If you're on 7.0, changing your template is possible — but it's not a one-click reset. Here's the general process:

  1. From your Home Menu, go to Design
  2. Select Template
  3. Click Change Template
  4. Browse the template library and click Preview on any template to see it applied to your site
  5. If you want to apply it, click Use This Template — then confirm

⚠️ Important: Switching templates in 7.0 does not delete your content (pages, blog posts, products, images stay intact), but it will reset your style customizations — fonts, colors, spacing, and any CSS you've added. Your content populates into the new template's structure, but it rarely looks polished without manual adjustments afterward.

Some page types may also behave differently across templates, particularly index pages, cover pages, and gallery sections, since 7.0 templates vary in which features they support.

What "Changing a Template" Means in Squarespace 7.1

In 7.1, there's no template library to browse and no switch to flip. Instead, Squarespace gives you a design system where you control:

  • Global fonts and colors via the Design panel
  • Section-by-section layouts within the page editor
  • Pre-built page layouts you can apply when adding new pages

The closest equivalent to changing a template in 7.1 is using Squarespace's built-in starting layouts when you create a new page, or doing a broader design overhaul through Design → Site Styles.

Some users find 7.1 more flexible because you're not locked into one template's feature set. Others find it more confusing because the visual changes require hands-on editing rather than a simple swap.

Key Variables That Affect Your Experience 🎨

Even knowing the mechanics, the impact of switching (or redesigning) varies significantly based on a few factors:

VariableWhy It Matters
Amount of existing contentMore pages = more cleanup work after a switch
Custom CSSTemplate changes in 7.0 often break custom CSS
E-commerce setupProduct pages and checkout styles may shift noticeably
Third-party integrationsSome embed blocks behave differently across templates
Design experienceA major redesign in 7.1 requires comfort with the editor

If you're running a site with dozens of pages, active e-commerce, or injected code blocks, a template change demands more post-switch review than a simple three-page portfolio site.

Can You Preview Before Committing?

In 7.0, yes — you can preview any template on your live site's content before applying it.
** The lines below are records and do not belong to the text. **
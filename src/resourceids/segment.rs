/// The role a single path component plays in a resource ID.
#[derive(Debug, Clone, Copy, PartialEq, Eq)]
pub enum SegmentKind {
    /// A fixed literal such as `subscriptions` or `resourceGroups`.
    Static(&'static str),
    /// A resource provider namespace such as `Microsoft.KeyVault`.
    ResourceProvider(&'static str),
    SubscriptionId,
    ResourceGroupName,
    /// A value chosen by the user (a resource name, a location, ...).
    UserSpecified,
    /// An arbitrary parent resource ID, spanning one or more components.
    Scope,
}

#[derive(Debug, Clone, Copy, PartialEq, Eq)]
pub struct Segment {
    pub name: &'static str,
    pub kind: SegmentKind,
}

impl Segment {
    pub const fn static_segment(name: &'static str, value: &'static str) -> Self {
        Self {
            name,
            kind: SegmentKind::Static(value),
        }
    }

    pub const fn resource_provider(name: &'static str, value: &'static str) -> Self {
        Self {
            name,
            kind: SegmentKind::ResourceProvider(value),
        }
    }

    pub const fn subscription_id(name: &'static str) -> Self {
        Self {
            name,
            kind: SegmentKind::SubscriptionId,
        }
    }

    pub const fn resource_group(name: &'static str) -> Self {
        Self {
            name,
            kind: SegmentKind::ResourceGroupName,
        }
    }

    pub const fn user_specified(name: &'static str) -> Self {
        Self {
            name,
            kind: SegmentKind::UserSpecified,
        }
    }

    pub const fn scope(name: &'static str) -> Self {
        Self {
            name,
            kind: SegmentKind::Scope,
        }
    }

    /// The literal this segment must match, for static and provider segments.
    pub fn fixed_value(&self) -> Option<&'static str> {
        match self.kind {
            SegmentKind::Static(value) | SegmentKind::ResourceProvider(value) => Some(value),
            _ => None,
        }
    }

    pub fn is_fixed(&self) -> bool {
        self.fixed_value().is_some()
    }

    /// Placeholder used when rendering example IDs.
    pub fn example_value(&self) -> String {
        match self.kind {
            SegmentKind::Static(value) | SegmentKind::ResourceProvider(value) => value.to_string(),
            SegmentKind::SubscriptionId => "12345678-1234-9876-4563-123456789012".to_string(),
            SegmentKind::ResourceGroupName => "example-resource-group".to_string(),
            SegmentKind::Scope => {
                "/subscriptions/12345678-1234-9876-4563-123456789012/resourceGroups/some-resource-group"
                    .to_string()
            }
            SegmentKind::UserSpecified => {
                let trimmed = self.name.strip_suffix("Name").unwrap_or(self.name);
                format!("{trimmed}Value")
            }
        }
    }

    /// Whether a single path component satisfies this segment.
    pub(crate) fn matches(&self, component: &str, insensitive: bool) -> bool {
        match self.fixed_value() {
            Some(expected) if insensitive => component.eq_ignore_ascii_case(expected),
            Some(expected) => component == expected,
            None => !component.is_empty(),
        }
    }
}
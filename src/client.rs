//! The Azure Resource Manager HTTP client.

mod error;
mod list;
mod resource_client;
mod response;

pub use error::ClientError;
pub use list::{Everything, GenericResourcePredicate, ListResult, Predicate};
pub use resource_client::ResourceClient;
pub use response::{HEADER_AZURE_ASYNC_OPERATION, HEADER_LOCATION, HEADER_RETRY_AFTER, Response};

use std::time::Duration;

use reqwest::header::{AUTHORIZATION, HeaderMap, HeaderValue, USER_AGENT};
use reqwest::{Method, Url};
use serde::de::DeserializeOwned;
use serde_json::Value;

use crate::context::Context;
use crate::pollers::{
    DEFAULT_NUMBER_OF_DROPPED_CONNECTIONS_TO_ALLOW, LongRunningPoller, Poller,
    ProvisioningStatePoller,
};

pub const DEFAULT_ENDPOINT: &str = "https://management.azure.com";
pub const DEFAULT_POLL_INTERVAL: Duration = Duration::from_secs(10);

/// A single request against the configured endpoint.
#[derive(Debug, Clone)]
pub struct RequestOptions<'a> {
    pub method: Method,
    pub path: &'a str,
    pub api_version: &'a str,
    pub body: Option<Value>,
    pub expected_status_codes: &'a [u16],
}

impl<'a> RequestOptions<'a> {
    pub fn new(method: Method, path: &'a str, api_version: &'a str) -> Self {
        Self {
            method,
            path,
            api_version,
            body: None,
            expected_status_codes: &[200],
        }
    }

    pub fn with_body(mut self, body: Value) -> Self {
        self.body = Some(body);
        self
    }

    pub fn expect_status_codes(mut self, status_codes: &'a [u16]) -> Self {
        self.expected_status_codes = status_codes;
        self
    }
}

#[derive(Clone)]
pub struct Client {
    client: reqwest::Client,
    endpoint: String,
    poll_interval: Duration,
    dropped_connections_allowed: usize,
}

impl Client {
    pub fn new(token: String) -> Result<Self, ClientError> {
        Self::with_endpoint(token, DEFAULT_ENDPOINT.to_string())
    }

    /// NOTE: Also used for testing with mock servers.
    pub fn with_endpoint(token: String, endpoint: String) -> Result<Self, ClientError> {
        Self::create_client(token, endpoint)
    }

    fn create_client(token: String, endpoint: String) -> Result<Self, ClientError> {
        let mut headers = HeaderMap::new();
        let auth_value = format!("Bearer {}", token);
        let header_value = HeaderValue::from_str(&auth_value).map_err(|_| ClientError::Auth {
            message: "Invalid token format".to_string(),
        })?;
        headers.insert(AUTHORIZATION, header_value);
        headers.insert(
            USER_AGENT,
            HeaderValue::from_static(concat!("azurerm-rs/", env!("CARGO_PKG_VERSION"))),
        );

        let client = reqwest::Client::builder()
            .default_headers(headers)
            .build()
            .map_err(ClientError::Network)?;

        Ok(Self {
            client,
            endpoint: endpoint.trim_end_matches('/').to_string(),
            poll_interval: DEFAULT_POLL_INTERVAL,
            dropped_connections_allowed: DEFAULT_NUMBER_OF_DROPPED_CONNECTIONS_TO_ALLOW,
        })
    }

    pub fn with_poll_interval(mut self, poll_interval: Duration) -> Self {
        self.poll_interval = poll_interval;
        self
    }

    pub fn with_dropped_connections_allowed(mut self, count: usize) -> Self {
        self.dropped_connections_allowed = count;
        self
    }

    pub fn endpoint(&self) -> &str {
        &self.endpoint
    }

    pub fn poll_interval(&self) -> Duration {
        self.poll_interval
    }

    fn url_for(&self, path: &str, api_version: &str) -> Result<Url, ClientError> {
        let raw = format!("{}{}", self.endpoint, path);
        let mut url = Url::parse(&raw).map_err(|e| ClientError::InvalidUrl {
            url: raw.clone(),
            message: e.to_string(),
        })?;
        url.query_pairs_mut().append_pair("api-version", api_version);
        Ok(url)
    }

    /// The absolute URL of `path`, as accepted by [`Client::get_url`].
    pub fn resource_url(&self, path: &str, api_version: &str) -> Result<String, ClientError> {
        self.url_for(path, api_version).map(String::from)
    }

    /// Sends a request and checks the response status against the expected
    /// set. Unexpected statuses become [`ClientError::Api`].
    pub async fn send(
        &self,
        ctx: &Context,
        options: RequestOptions<'_>,
    ) -> Result<Response, ClientError> {
        let url = self.url_for(options.path, options.api_version)?;
        tracing::debug!(method = %options.method, url = %url, "sending request");

        let mut request = self.client.request(options.method.clone(), url);
        if let Some(body) = &options.body {
            request = request.json(body);
        }

        let response = ctx.run(request.send()).await??;
        let response = Response::from_reqwest(options.method, response).await?;

        if !options.expected_status_codes.contains(&response.status) {
            return Err(response.into_error());
        }
        Ok(response)
    }

    /// GETs an absolute URL handed out by the API (polling URLs, next
    /// links). The status code is not checked.
    pub async fn get_url(&self, ctx: &Context, url: &str) -> Result<Response, ClientError> {
        let parsed = Url::parse(url).map_err(|e| ClientError::InvalidUrl {
            url: url.to_string(),
            message: e.to_string(),
        })?;
        let response = ctx.run(self.client.get(parsed).send()).await??;
        Response::from_reqwest(Method::GET, response).await
    }

    /// Picks the poller matching a mutating response, or `None` when the
    /// response is already terminal.
    pub fn poller_for(&self, response: &Response) -> Option<Poller> {
        if matches!(response.status, 201 | 202) {
            let async_operation = response.header(HEADER_AZURE_ASYNC_OPERATION);
            let location = response.header(HEADER_LOCATION);
            if let Some(url) = async_operation.or(location) {
                let poller_type = LongRunningPoller::new(self.clone(), url.to_string());
                return Some(self.poller(poller_type, response.retry_after()));
            }
        }

        if matches!(response.method, Method::PUT | Method::PATCH)
            && matches!(response.status, 200 | 201)
        {
            let still_provisioning = response
                .value()
                .and_then(|body| crate::pollers::provisioning_state(&body))
                .is_some_and(|state| !state.is_terminal());
            if still_provisioning {
                let poller_type = ProvisioningStatePoller::new(self.clone(), response.url.clone());
                return Some(self.poller(poller_type, response.retry_after()));
            }
        }

        None
    }

    fn poller(
        &self,
        poller_type: impl crate::pollers::PollerType + 'static,
        initial_delay: Option<Duration>,
    ) -> Poller {
        Poller::new(
            poller_type,
            self.poll_interval,
            self.dropped_connections_allowed,
        )
        .with_initial_delay(initial_delay.unwrap_or(self.poll_interval))
    }

    /// Waits for the operation started by `response` to finish.
    pub async fn wait_for_completion(
        &self,
        ctx: &Context,
        response: &Response,
    ) -> Result<(), ClientError> {
        if let Some(poller) = self.poller_for(response) {
            poller.poll_until_done(ctx).await?;
        }
        Ok(())
    }

    pub async fn list_complete<T: DeserializeOwned>(
        &self,
        ctx: &Context,
        path: &str,
        api_version: &str,
    ) -> Result<Vec<T>, ClientError> {
        self.list_complete_matching_predicate(ctx, path, api_version, Everything)
            .await
    }

    /// Follows `nextLink` until the last page, keeping the items the
    /// predicate accepts.
    pub async fn list_complete_matching_predicate<T, P>(
        &self,
        ctx: &Context,
        path: &str,
        api_version: &str,
        predicate: P,
    ) -> Result<Vec<T>, ClientError>
    where
        T: DeserializeOwned,
        P: Predicate<T>,
    {
        let mut all_results = Vec::new();
        let mut response = self
            .send(ctx, RequestOptions::new(Method::GET, path, api_version))
            .await?;

        loop {
            let page: ListResult<T> = response.model()?;
            let next_link = page.next().map(str::to_string);
            all_results.extend(page.value.into_iter().filter(|item| predicate.matches(item)));

            match next_link {
                Some(link) => {
                    tracing::debug!(next_link = %link, "fetching next page");
                    response = self.get_url(ctx, &link).await?;
                    if response.status != 200 {
                        return Err(response.into_error());
                    }
                }
                None => break,
            }
        }

        Ok(all_results)
    }
}

impl std::fmt::Debug for Client {
    fn fmt(&self, f: &mut std::fmt::Formatter<'_>) -> std::fmt::Result {
        f.debug_struct("Client")
            .field("endpoint", &self.endpoint)
            .field("token", &"[REDACTED]")
            .finish()
    }
}
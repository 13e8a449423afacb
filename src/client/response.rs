use std::time::Duration;

use reqwest::Method;
use reqwest::header::HeaderMap;
use serde::Deserialize;
use serde::de::DeserializeOwned;

use super::ClientError;

pub const HEADER_AZURE_ASYNC_OPERATION: &str = "Azure-AsyncOperation";
pub const HEADER_LOCATION: &str = "Location";
pub const HEADER_RETRY_AFTER: &str = "Retry-After";

/// A fully buffered HTTP response.
#[derive(Debug, Clone)]
pub struct Response {
    pub status: u16,
    pub method: Method,
    pub url: String,
    pub headers: HeaderMap,
    pub body: String,
}

impl Response {
    pub(crate) async fn from_reqwest(
        method: Method,
        response: reqwest::Response,
    ) -> Result<Self, ClientError> {
        let status = response.status().as_u16();
        let url = response.url().to_string();
        let headers = response.headers().clone();
        let body = response.text().await?;
        Ok(Self {
            status,
            method,
            url,
            headers,
            body,
        })
    }

    pub fn is_success(&self) -> bool {
        (200..300).contains(&self.status)
    }

    pub fn was_status_code(&self, status: u16) -> bool {
        self.status == status
    }

    pub fn was_not_found(&self) -> bool {
        self.status == 404
    }

    pub fn header(&self, name: &str) -> Option<&str> {
        self.headers
            .get(name)
            .and_then(|v| v.to_str().ok())
            .map(str::trim)
            .filter(|v| !v.is_empty())
    }

    /// `Retry-After` expressed in seconds. HTTP-date values are ignored.
    pub fn retry_after(&self) -> Option<Duration> {
        self.header(HEADER_RETRY_AFTER)
            .and_then(|v| v.parse::<u64>().ok())
            .map(Duration::from_secs)
    }

    /// The body as JSON, or `None` when it is empty or not JSON.
    pub fn value(&self) -> Option<serde_json::Value> {
        if self.body.trim().is_empty() {
            return None;
        }
        serde_json::from_str(&self.body).ok()
    }

    pub fn model<T: DeserializeOwned>(&self) -> Result<T, ClientError> {
        serde_json::from_str(&self.body).map_err(|e| ClientError::Decode {
            url: self.url.clone(),
            message: e.to_string(),
        })
    }

    /// Turns a response with an unexpected status into [`ClientError::Api`],
    /// keeping Azure's error code and message.
    pub fn into_error(self) -> ClientError {
        let (code, message) = match serde_json::from_str::<ErrorResponse>(&self.body) {
            Ok(parsed) => {
                let detail = parsed.error.unwrap_or(ErrorDetail {
                    code: parsed.code,
                    message: parsed.message,
                });
                (
                    detail.code.unwrap_or_else(|| "Unknown".to_string()),
                    detail.message.unwrap_or_else(|| self.body.clone()),
                )
            }
            Err(_) => ("Unknown".to_string(), self.body.clone()),
        };

        ClientError::Api {
            status: self.status,
            code,
            message,
            response: Box::new(self),
        }
    }
}

#[derive(Debug, Deserialize)]
struct ErrorResponse {
    error: Option<ErrorDetail>,
    code: Option<String>,
    message: Option<String>,
}

#[derive(Debug, Deserialize)]
struct ErrorDetail {
    code: Option<String>,
    message: Option<String>,
}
The preview is reasonably accurate, though it won't show every edge case. You can exit without applying changes.

In 7.1, since there's no template to switch, previewing a different "look" means manually adjusting your Site Styles or duplicating a page and testing layouts — there's no one-click preview mode for wholesale design changes.

What Doesn't Transfer (Or Breaks) After a Switch

Even with content intact, these elements commonly need attention after a 7.0 template change:

  • Navigation styling — menus render differently across templates
  • Footer layout — content may stack or collapse unexpectedly
  • Blog post formatting — typography and spacing resets
  • Banner images — focal points and aspect ratios shift per template
  • Custom CSS — almost always needs to be rewritten for the new template's selectors

In 7.1, design overhauls carry similar risks — particularly if you've heavily customized individual sections or used fluid engine blocks in specific configurations.

The Piece That Only You Can Determine

The process itself is straightforward once you know your version. What's harder to answer in general terms is whether switching — or redesigning — is actually the right move for your specific site.

A site with minimal content and no custom code has almost nothing to lose. A site with years of content, active memberships, and injected scripts has meaningful risk to weigh. The line between "quick refresh" and "significant rebuild" shifts depending entirely on what you've built and how deeply it's been customized.